Eurozone joblessness in March and April rose to the highest level since the EU began tracking unemployment data for the currency area, highlighting the devastating impact of the bloc’s debt crisis.
Around 17.4 million people were out of work in the 17-nation eurozone in April, or 11 percent of the working population, the highest level since records began in 1995, the EU’s statistics office Eurostat said on Friday.
The level was the same as March, as Eurostat revised upwards its earlier reading of 10.9 percent for the month.
While expected by economists polled by Reuters, the data came as a key business sentiment survey showed the deep slump in manufacturing across the eurozone and appeared to suggest the bloc’s economy will shrink in the second quarter of this year.
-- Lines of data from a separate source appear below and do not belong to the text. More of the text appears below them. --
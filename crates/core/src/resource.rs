//! GlobalObject and LocalObject resources.
//!
//! A GlobalObject is a logical distributed object; its LocalObjects are the
//! node-local shards that make it up. Shards point at their GlobalObject
//! through an owner reference, and the GlobalObject lists the shard ids it
//! expects in `spec.members`.

use std::fmt;

use chrono::{DateTime, Utc};
use serde::{Deserialize, Serialize};

use crate::meta::{ObjectKey, ObjectMeta, OwnerReference};

/// API group/version of both resources.
pub const API_VERSION: &str = "k8s.v6d.io/v1alpha1";

/// Condition type summarising whether every member is healthy.
pub const CONDITION_READY: &str = "Ready";

/// Condition type recording a reconcile failure the controller cannot fix.
pub const CONDITION_RECONCILE_ERROR: &str = "ReconcileError";

/// Kinds of resource the controller knows about.
#[derive(Debug, Clone, Copy, PartialEq, Eq, Hash, PartialOrd, Ord, Serialize, Deserialize)]
pub enum ResourceKind {
    GlobalObject,
    LocalObject,
}

impl ResourceKind {
    /// All kinds, in watch-start order.
    pub const ALL: [Self; 2] = [Self::GlobalObject, Self::LocalObject];

    /// Kind name as used on the wire.
    pub const fn as_str(self) -> &'static str {
        match self {
            Self::GlobalObject => "GlobalObject",
            Self::LocalObject => "LocalObject",
        }
    }
}

impl fmt::Display for ResourceKind {
    fn fmt(&self, f: &mut fmt::Formatter<'_>) -> fmt::Result {
        f.write_str(self.as_str())
    }
}

/// Aggregate phase of a GlobalObject.
#[derive(Debug, Clone, Copy, Default, PartialEq, Eq, Hash, Serialize, Deserialize)]
pub enum Phase {
    /// No shard has been observed yet.
    #[default]
    Pending,
    /// Every expected shard is present and healthy.
    Ready,
    /// At least one expected shard is missing or unhealthy.
    Degraded,
}

impl fmt::Display for Phase {
    fn fmt(&self, f: &mut fmt::Formatter<'_>) -> fmt::Result {
        match self {
            Self::Pending => f.write_str("Pending"),
            Self::Ready => f.write_str("Ready"),
            Self::Degraded => f.write_str("Degraded"),
        }
    }
}

/// Status of a condition.
#[derive(Debug, Clone, Copy, PartialEq, Eq, Serialize, Deserialize)]
pub enum ConditionStatus {
    True,
    False,
    Unknown,
}

/// A single observation about a resource.
#[derive(Debug, Clone, PartialEq, Eq, Serialize, Deserialize)]
#[serde(rename_all = "camelCase")]
pub struct Condition {
    #[serde(rename = "type")]
    pub condition_type: String,
    pub status: ConditionStatus,
    #[serde(default)]
    pub reason: String,
    #[serde(default)]
    pub message: String,
    /// Only moves when `status` changes.
    pub last_transition_time: DateTime<Utc>,
}

/// Desired shape of a GlobalObject.
#[derive(Debug, Clone, Default, PartialEq, Eq, Serialize, Deserialize)]
#[serde(rename_all = "camelCase")]
pub struct GlobalObjectSpec {
    /// Object-store identifier of the distributed object.
    pub id: String,
    #[serde(default)]
    pub signature: String,
    #[serde(default)]
    pub typename: String,
    /// Identifiers of the LocalObjects this object is composed of.
    #[serde(default)]
    pub members: Vec<String>,
}

impl GlobalObjectSpec {
    /// Create a spec for the given object-store id.
    pub fn new(id: impl Into<String>) -> Self {
        Self {
            id: id.into(),
            ..Self::default()
        }
    }

    /// Set the expected member ids.
    #[must_use]
    pub fn with_members<I, S>(mut self, members: I) -> Self
    where
        I: IntoIterator<Item = S>,
        S: Into<String>,
    {
        self.members = members.into_iter().map(Into::into).collect();
        self
    }

    /// Set the type name.
    #[must_use]
    pub fn with_typename(mut self, typename: impl Into<String>) -> Self {
        self.typename = typename.into();
        self
    }
}

/// Observed state of a GlobalObject, written only by the controller.
#[derive(Debug, Clone, Default, PartialEq, Eq, Serialize, Deserialize)]
#[serde(rename_all = "camelCase")]
pub struct GlobalObjectStatus {
    #[serde(default)]
    pub phase: Phase,
    #[serde(default)]
    pub ready_members: usize,
    #[serde(default)]
    pub observed_members: usize,
    #[serde(default)]
    pub expected_members: usize,
    #[serde(default)]
    pub observed_generation: u64,
    #[serde(default, skip_serializing_if = "Vec::is_empty")]
    pub conditions: Vec<Condition>,
}

impl GlobalObjectStatus {
    /// Find a condition by type.
    pub fn condition(&self, condition_type: &str) -> Option<&Condition> {
        self.conditions
            .iter()
            .find(|c| c.condition_type == condition_type)
    }

    /// Insert or update a condition.
    ///
    /// The transition time is kept when the status does not change, so that
    /// re-asserting the same observation is a no-op.
    pub fn set_condition(
        &mut self,
        condition_type: &str,
        status: ConditionStatus,
        reason: impl Into<String>,
        message: impl Into<String>,
        now: DateTime<Utc>,
    ) {
        let reason = reason.into();
        let message = message.into();
        match self
            .conditions
            .iter_mut()
            .find(|c| c.condition_type == condition_type)
        {
            Some(existing) => {
                if existing.status != status {
                    existing.last_transition_time = now;
                }
                existing.status = status;
                existing.reason = reason;
                existing.message = message;
            }
            None => self.conditions.push(Condition {
                condition_type: condition_type.to_string(),
                status,
                reason,
                message,
                last_transition_time: now,
            }),
        }
    }

    /// Remove a condition. Returns `false` if it was absent.
    pub fn remove_condition(&mut self, condition_type: &str) -> bool {
        let before = self.conditions.len();
        self.conditions.retain(|c| c.condition_type != condition_type);
        self.conditions.len() != before
    }
}

/// Cluster-level resource for a logical distributed object.
#[derive(Debug, Clone, PartialEq, Eq, Serialize, Deserialize)]
#[serde(rename_all = "camelCase")]
pub struct GlobalObject {
    pub metadata: ObjectMeta,
    pub spec: GlobalObjectSpec,
    #[serde(default, skip_serializing_if = "Option::is_none")]
    pub status: Option<GlobalObjectStatus>,
}

impl GlobalObject {
    /// Create a GlobalObject with no status.
    pub fn new(
        namespace: impl Into<String>,
        name: impl Into<String>,
        spec: GlobalObjectSpec,
    ) -> Self {
        Self {
            metadata: ObjectMeta::new(namespace, name),
            spec,
            status: None,
        }
    }

    /// Recorded phase, `Pending` when no status was written yet.
    pub fn phase(&self) -> Phase {
        self.status.as_ref().map_or(Phase::Pending, |s| s.phase)
    }
}

/// Shape of a node-local shard.
#[derive(Debug, Clone, Default, PartialEq, Eq, Serialize, Deserialize)]
#[serde(rename_all = "camelCase")]
pub struct LocalObjectSpec {
    /// Object-store identifier of the shard.
    pub id: String,
    #[serde(default)]
    pub signature: String,
    #[serde(default)]
    pub typename: String,
    /// Node hosting the shard.
    #[serde(default)]
    pub hostname: String,
    /// Object-store instance on that node.
    #[serde(default)]
    pub instance_id: u64,
}

/// Liveness of a shard as reported by its node agent.
#[derive(Debug, Clone, Default, PartialEq, Eq, Serialize, Deserialize)]
#[serde(rename_all = "camelCase")]
pub struct LocalObjectStatus {
    #[serde(default)]
    pub healthy: bool,
    #[serde(default, skip_serializing_if = "Option::is_none")]
    pub message: Option<String>,
}

/// Node-local shard contributing to a GlobalObject.
#[derive(Debug, Clone, PartialEq, Eq, Serialize, Deserialize)]
#[serde(rename_all = "camelCase")]
pub struct LocalObject {
    pub metadata: ObjectMeta,
    pub spec: LocalObjectSpec,
    #[serde(default, skip_serializing_if = "Option::is_none")]
    pub status: Option<LocalObjectStatus>,
}

impl LocalObject {
    /// Create a LocalObject with no owner and no reported health.
    pub fn new(
        namespace: impl Into<String>,
        name: impl Into<String>,
        spec: LocalObjectSpec,
    ) -> Self {
        Self {
            metadata: ObjectMeta::new(namespace, name),
            spec,
            status: None,
        }
    }

    /// Point this shard at its GlobalObject.
    #[must_use]
    pub fn owned_by(mut self, global_name: impl Into<String>) -> Self {
        self.metadata
            .owner_references
            .push(OwnerReference::new(ResourceKind::GlobalObject, global_name));
        self
    }

    /// Set the reported health.
    #[must_use]
    pub fn with_health(mut self, healthy: bool) -> Self {
        self.status = Some(LocalObjectStatus {
            healthy,
            message: None,
        });
        self
    }

    /// A shard that never reported health counts as unhealthy.
    pub fn is_healthy(&self) -> bool {
        self.status.as_ref().is_some_and(|s| s.healthy)
    }

    /// Key of the owning GlobalObject, if the owner reference is present.
    pub fn owner_key(&self) -> Option<ObjectKey> {
        self.metadata
            .owner_of_kind(ResourceKind::GlobalObject)
            .map(|owner| ObjectKey::new(self.metadata.namespace.clone(), owner.name.clone()))
    }
}

/// A resource of either kind, tagged by `kind` on the wire.
#[derive(Debug, Clone, PartialEq, Eq, Serialize, Deserialize)]
#[serde(tag = "kind")]
pub enum Object {
    GlobalObject(GlobalObject),
    LocalObject(LocalObject),
}

impl Object {
    /// Kind of the wrapped resource.
    pub const fn kind(&self) -> ResourceKind {
        match self {
            Self::GlobalObject(_) => ResourceKind::GlobalObject,
            Self::LocalObject(_) => ResourceKind::LocalObject,
        }
    }

    /// Metadata of the wrapped resource.
    pub const fn meta(&self) -> &ObjectMeta {
        match self {
            Self::GlobalObject(o) => &o.metadata,
            Self::LocalObject(o) => &o.metadata,
        }
    }

    /// Mutable metadata of the wrapped resource.
    pub fn meta_mut(&mut self) -> &mut ObjectMeta {
        match self {
            Self::GlobalObject(o) => &mut o.metadata,
            Self::LocalObject(o) => &mut o.metadata,
        }
    }

    /// Key of the wrapped resource.
    pub fn key(&self) -> ObjectKey {
        self.meta().key()
    }

    /// Whether both objects carry the same spec. Objects of different kinds never do.
    pub fn same_spec(&self, other: &Self) -> bool {
        match (self, other) {
            (Self::GlobalObject(a), Self::GlobalObject(b)) => a.spec == b.spec,
            (Self::LocalObject(a), Self::LocalObject(b)) => a.spec == b.spec,
            _ => false,
        }
    }

    /// Copy the status of `other` into `self`, when the kinds match.
    pub fn take_status_from(&mut self, other: &Self) {
        match (self, other) {
            (Self::GlobalObject(a), Self::GlobalObject(b)) => a.status.clone_from(&b.status),
            (Self::LocalObject(a), Self::LocalObject(b)) => a.status.clone_from(&b.status),
            _ => {}
        }
    }
}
The bloc narrowly avoided recession in the first three months of this year as the economy stagnated but did not contract. Still, the picture masks the wide divisions in the health of Europe’s economy, and the same goes for joblessness.
While unemployment fell in Austria to just 3.9 percent in April, it rose to 24.3 percent in Spain, the highest in the eurozone. New data for stricken Greece was not immediately available, having reached 21.7 percent in February.
The number of people out of work also crept up in both France and Italy to 10.2 percent in April, the eurozone’s second and third largest economies respectively.
Joblessness in Germany fell to 5.4 percent of the working population from 5.5 percent in March, although economists say given the weakening business sentiment, even Europe’s largest economy cannot expect unemployment to fall much further.
“More uncertainty (from the debt crisis) would surely be poison for the economy and for the companies’ willingness to hire staff,» Commerzbank analyst Eckart Tuchtfeld wrote in a note to clients. [Reuters]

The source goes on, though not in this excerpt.